• [Task requirements]: Examine each line of the data. Copy the line if it includes the word "this".

• [Data]:
-------------------------
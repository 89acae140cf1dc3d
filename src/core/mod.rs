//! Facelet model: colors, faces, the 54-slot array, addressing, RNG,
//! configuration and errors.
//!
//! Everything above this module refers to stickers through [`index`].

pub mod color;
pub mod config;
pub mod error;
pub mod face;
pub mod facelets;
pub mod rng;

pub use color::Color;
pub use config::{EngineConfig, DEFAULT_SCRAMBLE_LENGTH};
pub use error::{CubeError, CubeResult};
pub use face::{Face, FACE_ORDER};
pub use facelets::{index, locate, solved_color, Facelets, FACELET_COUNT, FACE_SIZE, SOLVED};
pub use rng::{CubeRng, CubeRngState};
-------------------------
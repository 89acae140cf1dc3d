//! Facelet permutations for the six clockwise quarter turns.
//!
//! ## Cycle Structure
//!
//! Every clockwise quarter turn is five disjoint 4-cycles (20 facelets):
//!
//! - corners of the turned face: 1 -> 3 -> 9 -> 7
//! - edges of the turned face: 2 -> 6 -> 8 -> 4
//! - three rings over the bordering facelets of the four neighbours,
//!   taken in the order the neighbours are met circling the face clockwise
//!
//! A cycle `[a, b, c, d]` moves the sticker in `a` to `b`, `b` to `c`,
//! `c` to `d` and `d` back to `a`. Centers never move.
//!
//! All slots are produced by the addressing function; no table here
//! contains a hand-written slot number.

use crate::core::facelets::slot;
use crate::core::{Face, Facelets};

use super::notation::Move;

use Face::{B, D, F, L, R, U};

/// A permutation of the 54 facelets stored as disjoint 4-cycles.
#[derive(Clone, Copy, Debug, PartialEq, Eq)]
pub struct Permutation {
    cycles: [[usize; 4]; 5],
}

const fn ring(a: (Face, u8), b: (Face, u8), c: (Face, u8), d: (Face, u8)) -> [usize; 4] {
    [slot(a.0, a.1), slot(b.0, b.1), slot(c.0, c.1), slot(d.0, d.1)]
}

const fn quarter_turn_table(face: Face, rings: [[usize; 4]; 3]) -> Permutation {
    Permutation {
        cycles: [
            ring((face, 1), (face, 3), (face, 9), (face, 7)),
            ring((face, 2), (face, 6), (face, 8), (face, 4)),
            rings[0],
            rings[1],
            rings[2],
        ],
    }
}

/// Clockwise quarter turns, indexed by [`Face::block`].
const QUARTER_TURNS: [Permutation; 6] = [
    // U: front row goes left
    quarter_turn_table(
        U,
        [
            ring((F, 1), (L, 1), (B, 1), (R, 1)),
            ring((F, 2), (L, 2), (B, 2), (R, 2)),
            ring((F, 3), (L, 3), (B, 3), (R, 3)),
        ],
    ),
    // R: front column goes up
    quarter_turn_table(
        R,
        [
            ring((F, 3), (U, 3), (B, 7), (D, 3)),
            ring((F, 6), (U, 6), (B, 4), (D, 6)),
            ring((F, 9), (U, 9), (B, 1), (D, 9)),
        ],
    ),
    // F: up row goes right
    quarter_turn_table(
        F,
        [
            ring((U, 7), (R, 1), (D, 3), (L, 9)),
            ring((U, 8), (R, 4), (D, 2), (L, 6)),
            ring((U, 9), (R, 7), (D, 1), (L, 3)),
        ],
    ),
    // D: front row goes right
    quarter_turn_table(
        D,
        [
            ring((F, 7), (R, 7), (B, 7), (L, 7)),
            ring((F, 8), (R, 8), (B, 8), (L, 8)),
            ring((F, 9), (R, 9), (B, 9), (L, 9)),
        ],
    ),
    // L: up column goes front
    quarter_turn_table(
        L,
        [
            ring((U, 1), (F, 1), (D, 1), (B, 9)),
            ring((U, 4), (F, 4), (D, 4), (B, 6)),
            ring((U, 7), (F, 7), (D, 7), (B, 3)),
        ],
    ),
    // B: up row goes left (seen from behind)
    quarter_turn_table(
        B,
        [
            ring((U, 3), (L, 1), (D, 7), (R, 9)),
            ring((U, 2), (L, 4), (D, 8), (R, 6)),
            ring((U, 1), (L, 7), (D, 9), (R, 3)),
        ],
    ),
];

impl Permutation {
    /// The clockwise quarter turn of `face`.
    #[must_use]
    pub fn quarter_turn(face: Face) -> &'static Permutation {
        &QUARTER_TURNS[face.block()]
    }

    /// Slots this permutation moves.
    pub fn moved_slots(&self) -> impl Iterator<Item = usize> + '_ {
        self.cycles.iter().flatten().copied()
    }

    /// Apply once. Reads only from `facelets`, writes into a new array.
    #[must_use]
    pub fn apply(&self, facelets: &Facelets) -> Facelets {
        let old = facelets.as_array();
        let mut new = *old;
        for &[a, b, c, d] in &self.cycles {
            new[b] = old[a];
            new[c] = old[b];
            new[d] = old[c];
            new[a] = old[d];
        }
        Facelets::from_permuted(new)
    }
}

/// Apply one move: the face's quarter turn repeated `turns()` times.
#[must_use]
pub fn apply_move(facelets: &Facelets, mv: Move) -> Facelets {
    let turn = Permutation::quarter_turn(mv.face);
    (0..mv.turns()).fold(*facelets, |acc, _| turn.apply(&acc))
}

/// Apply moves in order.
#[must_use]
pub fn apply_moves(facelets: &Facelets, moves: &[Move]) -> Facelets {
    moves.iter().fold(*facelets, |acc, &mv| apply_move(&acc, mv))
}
-------------------------
• [Exercise response]:
//! Everything above this module refers to stickers through [`index`].
    /// Slots this permutation moves.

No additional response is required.